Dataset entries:
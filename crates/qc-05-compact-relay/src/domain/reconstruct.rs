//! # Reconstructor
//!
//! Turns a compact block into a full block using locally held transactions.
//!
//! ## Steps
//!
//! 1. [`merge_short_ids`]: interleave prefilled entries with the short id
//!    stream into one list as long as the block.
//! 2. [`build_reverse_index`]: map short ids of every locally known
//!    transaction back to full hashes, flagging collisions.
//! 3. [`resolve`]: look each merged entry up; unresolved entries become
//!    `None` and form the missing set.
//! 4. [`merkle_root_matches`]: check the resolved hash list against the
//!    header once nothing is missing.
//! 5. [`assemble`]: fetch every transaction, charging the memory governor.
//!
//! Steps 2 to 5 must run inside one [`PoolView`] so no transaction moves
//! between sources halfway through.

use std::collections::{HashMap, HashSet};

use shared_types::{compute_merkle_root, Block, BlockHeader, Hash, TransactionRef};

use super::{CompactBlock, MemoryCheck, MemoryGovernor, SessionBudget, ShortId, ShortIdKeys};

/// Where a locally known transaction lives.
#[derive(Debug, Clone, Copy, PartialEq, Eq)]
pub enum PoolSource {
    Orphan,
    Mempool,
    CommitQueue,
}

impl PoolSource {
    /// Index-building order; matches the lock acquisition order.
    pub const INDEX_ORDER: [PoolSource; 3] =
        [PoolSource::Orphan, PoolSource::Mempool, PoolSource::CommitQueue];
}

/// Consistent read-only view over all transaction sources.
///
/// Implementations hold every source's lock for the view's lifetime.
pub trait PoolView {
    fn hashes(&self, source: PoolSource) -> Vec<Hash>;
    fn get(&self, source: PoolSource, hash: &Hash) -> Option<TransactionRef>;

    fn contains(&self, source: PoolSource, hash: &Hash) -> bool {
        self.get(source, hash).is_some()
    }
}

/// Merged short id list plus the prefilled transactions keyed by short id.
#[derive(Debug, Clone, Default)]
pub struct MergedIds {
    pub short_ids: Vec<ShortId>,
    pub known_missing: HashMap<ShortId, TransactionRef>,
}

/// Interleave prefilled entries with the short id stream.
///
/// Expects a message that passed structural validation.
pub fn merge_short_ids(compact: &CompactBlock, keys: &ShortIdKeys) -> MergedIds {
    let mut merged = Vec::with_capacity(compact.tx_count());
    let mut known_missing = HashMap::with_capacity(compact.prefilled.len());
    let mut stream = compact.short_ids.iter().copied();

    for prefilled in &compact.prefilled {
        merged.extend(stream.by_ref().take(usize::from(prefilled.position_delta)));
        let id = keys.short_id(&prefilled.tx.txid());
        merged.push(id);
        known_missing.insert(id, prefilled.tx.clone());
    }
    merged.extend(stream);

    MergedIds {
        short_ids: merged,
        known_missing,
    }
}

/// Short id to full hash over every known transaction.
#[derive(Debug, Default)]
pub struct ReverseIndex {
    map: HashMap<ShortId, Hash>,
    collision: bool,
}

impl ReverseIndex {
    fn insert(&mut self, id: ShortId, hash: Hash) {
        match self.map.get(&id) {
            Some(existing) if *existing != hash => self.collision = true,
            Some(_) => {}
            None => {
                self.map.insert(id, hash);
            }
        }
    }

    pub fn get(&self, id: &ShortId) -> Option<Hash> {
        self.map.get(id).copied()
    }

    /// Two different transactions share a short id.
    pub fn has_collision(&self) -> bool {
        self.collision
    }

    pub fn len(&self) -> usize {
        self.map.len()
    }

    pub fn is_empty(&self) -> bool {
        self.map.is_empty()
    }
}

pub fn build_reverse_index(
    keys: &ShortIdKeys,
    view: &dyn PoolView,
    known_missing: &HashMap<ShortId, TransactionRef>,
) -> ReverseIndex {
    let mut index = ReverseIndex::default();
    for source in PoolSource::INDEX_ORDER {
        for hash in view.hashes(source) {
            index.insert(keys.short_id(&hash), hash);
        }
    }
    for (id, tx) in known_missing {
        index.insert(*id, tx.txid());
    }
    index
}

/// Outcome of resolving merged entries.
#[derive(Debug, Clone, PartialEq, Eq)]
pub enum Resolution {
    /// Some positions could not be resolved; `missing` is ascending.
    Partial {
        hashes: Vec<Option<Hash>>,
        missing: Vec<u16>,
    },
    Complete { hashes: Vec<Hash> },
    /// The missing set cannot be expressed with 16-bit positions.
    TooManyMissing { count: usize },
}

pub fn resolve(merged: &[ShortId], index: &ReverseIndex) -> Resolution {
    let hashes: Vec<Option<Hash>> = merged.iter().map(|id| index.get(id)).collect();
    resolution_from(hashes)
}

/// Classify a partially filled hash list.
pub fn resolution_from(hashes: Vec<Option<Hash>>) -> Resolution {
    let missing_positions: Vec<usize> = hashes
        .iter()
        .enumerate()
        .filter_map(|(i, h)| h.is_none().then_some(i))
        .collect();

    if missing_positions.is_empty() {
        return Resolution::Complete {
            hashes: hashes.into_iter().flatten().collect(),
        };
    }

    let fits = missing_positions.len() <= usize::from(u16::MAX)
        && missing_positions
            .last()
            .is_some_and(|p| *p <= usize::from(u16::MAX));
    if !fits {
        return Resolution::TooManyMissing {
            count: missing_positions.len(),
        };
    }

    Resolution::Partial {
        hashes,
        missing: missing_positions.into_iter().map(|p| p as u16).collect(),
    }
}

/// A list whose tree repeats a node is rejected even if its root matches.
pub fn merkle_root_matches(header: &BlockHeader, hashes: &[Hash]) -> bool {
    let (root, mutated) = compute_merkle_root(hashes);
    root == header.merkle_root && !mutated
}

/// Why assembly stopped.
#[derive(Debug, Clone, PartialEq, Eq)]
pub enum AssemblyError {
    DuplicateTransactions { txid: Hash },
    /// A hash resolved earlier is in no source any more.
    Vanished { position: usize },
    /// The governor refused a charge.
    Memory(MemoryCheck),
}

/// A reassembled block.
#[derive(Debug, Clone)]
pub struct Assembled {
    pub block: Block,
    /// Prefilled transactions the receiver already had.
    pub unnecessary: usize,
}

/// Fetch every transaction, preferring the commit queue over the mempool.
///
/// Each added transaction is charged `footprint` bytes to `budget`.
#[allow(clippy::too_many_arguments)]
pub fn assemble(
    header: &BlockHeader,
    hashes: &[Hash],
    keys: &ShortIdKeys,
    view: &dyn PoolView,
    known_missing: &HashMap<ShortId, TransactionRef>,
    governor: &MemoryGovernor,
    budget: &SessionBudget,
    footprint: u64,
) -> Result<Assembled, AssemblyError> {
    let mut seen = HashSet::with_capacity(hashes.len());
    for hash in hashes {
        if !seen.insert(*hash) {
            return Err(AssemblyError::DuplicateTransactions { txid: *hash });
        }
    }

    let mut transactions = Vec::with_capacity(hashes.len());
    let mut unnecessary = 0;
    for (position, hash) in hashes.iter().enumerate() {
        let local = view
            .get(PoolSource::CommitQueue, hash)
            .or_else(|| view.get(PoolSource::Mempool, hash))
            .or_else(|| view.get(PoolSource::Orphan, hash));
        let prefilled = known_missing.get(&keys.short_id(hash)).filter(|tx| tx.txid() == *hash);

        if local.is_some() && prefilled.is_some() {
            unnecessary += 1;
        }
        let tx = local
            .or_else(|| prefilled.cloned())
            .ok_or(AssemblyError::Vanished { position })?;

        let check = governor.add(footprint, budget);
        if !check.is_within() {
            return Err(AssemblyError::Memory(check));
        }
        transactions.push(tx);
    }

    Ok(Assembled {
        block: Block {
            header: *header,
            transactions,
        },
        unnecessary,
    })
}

---

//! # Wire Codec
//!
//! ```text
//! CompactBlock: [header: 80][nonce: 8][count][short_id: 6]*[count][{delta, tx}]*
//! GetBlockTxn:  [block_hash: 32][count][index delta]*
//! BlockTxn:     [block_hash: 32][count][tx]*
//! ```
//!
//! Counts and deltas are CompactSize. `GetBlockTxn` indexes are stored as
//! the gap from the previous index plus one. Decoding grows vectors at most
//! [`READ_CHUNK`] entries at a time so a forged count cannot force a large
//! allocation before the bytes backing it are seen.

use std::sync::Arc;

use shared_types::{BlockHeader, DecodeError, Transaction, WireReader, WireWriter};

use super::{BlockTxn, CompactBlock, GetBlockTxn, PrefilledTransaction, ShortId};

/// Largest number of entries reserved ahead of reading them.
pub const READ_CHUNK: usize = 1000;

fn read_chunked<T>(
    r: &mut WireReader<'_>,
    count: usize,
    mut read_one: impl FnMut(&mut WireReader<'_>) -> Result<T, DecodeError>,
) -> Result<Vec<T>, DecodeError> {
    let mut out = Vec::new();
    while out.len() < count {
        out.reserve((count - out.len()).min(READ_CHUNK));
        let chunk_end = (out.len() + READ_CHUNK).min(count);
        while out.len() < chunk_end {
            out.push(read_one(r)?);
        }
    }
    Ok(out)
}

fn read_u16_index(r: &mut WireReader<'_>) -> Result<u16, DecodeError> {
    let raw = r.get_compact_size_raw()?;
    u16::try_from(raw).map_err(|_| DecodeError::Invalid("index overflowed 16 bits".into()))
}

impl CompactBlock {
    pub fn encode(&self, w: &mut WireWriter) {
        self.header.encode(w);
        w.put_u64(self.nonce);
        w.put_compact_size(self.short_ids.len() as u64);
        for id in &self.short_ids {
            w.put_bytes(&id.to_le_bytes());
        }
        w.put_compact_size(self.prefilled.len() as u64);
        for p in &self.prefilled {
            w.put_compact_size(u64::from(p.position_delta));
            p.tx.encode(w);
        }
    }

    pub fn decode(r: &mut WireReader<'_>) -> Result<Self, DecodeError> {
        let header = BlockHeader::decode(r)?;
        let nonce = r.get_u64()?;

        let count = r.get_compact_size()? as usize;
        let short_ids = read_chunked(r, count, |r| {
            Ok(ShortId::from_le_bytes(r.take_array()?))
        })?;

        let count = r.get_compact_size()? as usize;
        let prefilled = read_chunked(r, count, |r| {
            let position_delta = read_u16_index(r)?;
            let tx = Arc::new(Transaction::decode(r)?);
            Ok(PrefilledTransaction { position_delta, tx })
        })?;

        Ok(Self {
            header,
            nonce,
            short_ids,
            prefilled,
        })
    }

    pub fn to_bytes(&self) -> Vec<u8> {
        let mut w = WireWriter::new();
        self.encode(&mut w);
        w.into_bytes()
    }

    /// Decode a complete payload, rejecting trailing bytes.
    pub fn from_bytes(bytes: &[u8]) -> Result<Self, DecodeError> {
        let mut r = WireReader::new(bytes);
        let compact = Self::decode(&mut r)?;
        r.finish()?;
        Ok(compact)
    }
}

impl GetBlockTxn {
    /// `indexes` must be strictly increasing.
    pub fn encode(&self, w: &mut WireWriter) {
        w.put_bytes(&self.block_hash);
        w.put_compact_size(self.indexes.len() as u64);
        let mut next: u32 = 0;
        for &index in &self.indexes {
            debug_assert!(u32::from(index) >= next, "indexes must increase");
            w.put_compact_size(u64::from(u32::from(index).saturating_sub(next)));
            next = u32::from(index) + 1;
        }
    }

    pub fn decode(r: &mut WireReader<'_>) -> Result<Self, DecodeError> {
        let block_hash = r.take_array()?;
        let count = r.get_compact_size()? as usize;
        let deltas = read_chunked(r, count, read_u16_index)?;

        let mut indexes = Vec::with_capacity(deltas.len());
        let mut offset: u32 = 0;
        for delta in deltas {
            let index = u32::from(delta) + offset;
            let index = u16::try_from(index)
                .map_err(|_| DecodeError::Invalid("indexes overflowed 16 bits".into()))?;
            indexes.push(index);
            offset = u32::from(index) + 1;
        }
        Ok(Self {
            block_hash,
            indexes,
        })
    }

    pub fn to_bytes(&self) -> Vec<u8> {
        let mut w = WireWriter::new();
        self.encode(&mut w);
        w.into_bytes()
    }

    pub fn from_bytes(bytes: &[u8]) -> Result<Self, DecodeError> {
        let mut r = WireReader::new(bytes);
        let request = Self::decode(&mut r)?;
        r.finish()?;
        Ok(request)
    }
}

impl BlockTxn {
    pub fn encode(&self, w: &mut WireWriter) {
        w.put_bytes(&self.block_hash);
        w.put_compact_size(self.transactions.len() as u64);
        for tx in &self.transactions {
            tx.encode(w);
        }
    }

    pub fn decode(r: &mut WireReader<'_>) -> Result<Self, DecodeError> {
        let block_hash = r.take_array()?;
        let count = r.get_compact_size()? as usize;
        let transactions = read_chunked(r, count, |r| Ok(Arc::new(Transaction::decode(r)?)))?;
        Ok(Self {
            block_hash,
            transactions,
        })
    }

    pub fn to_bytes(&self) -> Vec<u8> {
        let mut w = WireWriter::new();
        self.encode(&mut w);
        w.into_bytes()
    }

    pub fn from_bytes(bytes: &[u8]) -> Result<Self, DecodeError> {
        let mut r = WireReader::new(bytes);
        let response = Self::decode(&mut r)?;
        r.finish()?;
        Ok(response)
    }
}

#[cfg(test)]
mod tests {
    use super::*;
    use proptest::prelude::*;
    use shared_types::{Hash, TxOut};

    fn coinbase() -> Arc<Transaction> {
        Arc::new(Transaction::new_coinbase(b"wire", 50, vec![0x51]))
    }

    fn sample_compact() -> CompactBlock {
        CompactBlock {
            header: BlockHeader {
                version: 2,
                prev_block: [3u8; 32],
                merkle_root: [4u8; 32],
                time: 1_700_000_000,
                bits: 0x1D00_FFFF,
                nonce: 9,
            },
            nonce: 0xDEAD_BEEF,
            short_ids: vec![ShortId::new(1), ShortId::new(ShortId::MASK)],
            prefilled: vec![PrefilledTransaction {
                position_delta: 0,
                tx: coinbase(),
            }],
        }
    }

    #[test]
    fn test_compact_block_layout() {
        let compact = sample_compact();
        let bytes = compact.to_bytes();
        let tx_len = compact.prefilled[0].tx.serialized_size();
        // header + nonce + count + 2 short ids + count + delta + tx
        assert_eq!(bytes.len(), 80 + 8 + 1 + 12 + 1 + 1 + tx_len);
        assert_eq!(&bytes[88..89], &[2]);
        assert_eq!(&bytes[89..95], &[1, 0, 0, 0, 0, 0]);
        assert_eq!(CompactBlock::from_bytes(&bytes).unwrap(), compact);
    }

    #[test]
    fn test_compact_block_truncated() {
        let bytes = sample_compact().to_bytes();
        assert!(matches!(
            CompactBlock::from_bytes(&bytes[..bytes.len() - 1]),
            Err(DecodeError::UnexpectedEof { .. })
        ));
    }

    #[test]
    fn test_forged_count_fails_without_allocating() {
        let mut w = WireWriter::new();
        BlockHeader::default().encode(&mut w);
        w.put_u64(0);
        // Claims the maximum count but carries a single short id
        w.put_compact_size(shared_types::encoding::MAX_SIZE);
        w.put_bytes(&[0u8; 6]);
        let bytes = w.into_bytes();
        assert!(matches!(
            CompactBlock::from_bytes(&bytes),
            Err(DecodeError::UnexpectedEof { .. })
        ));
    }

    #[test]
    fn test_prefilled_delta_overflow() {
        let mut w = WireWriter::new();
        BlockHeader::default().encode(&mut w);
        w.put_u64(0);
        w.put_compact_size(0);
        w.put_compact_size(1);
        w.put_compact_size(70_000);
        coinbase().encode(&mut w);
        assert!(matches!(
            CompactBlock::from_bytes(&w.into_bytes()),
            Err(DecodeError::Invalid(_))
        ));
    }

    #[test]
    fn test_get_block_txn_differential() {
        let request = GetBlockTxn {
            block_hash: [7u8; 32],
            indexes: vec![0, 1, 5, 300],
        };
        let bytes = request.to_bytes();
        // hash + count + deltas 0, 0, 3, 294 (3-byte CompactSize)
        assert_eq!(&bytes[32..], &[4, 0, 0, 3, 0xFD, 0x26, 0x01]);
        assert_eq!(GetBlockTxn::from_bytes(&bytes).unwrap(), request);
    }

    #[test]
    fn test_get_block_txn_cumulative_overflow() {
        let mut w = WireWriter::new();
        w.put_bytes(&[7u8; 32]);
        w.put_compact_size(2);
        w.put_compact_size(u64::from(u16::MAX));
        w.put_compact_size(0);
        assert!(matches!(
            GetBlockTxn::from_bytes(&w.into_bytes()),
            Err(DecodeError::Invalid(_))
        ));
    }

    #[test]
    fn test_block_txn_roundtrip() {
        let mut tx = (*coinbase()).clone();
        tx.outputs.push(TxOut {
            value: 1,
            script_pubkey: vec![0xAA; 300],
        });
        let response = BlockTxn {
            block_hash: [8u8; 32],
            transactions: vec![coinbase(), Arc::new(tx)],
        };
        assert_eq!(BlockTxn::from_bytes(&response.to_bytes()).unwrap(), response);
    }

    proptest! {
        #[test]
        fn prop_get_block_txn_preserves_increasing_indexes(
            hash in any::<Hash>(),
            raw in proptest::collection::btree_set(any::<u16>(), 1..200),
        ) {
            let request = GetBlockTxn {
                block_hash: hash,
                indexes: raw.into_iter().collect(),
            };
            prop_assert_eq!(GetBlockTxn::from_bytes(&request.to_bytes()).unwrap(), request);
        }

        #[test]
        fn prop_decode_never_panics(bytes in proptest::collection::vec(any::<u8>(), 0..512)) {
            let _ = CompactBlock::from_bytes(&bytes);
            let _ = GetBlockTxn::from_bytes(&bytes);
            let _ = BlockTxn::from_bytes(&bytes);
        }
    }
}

**TASK BRIEF:** Return a copy of each line in the entries that carries the string "PrefilledTransaction".

**THE COMPLETED TASK:**
use super::{BlockTxn, CompactBlock, GetBlockTxn, PrefilledTransaction, ShortId};
            Ok(PrefilledTransaction { position_delta, tx })
            prefilled: vec![PrefilledTransaction {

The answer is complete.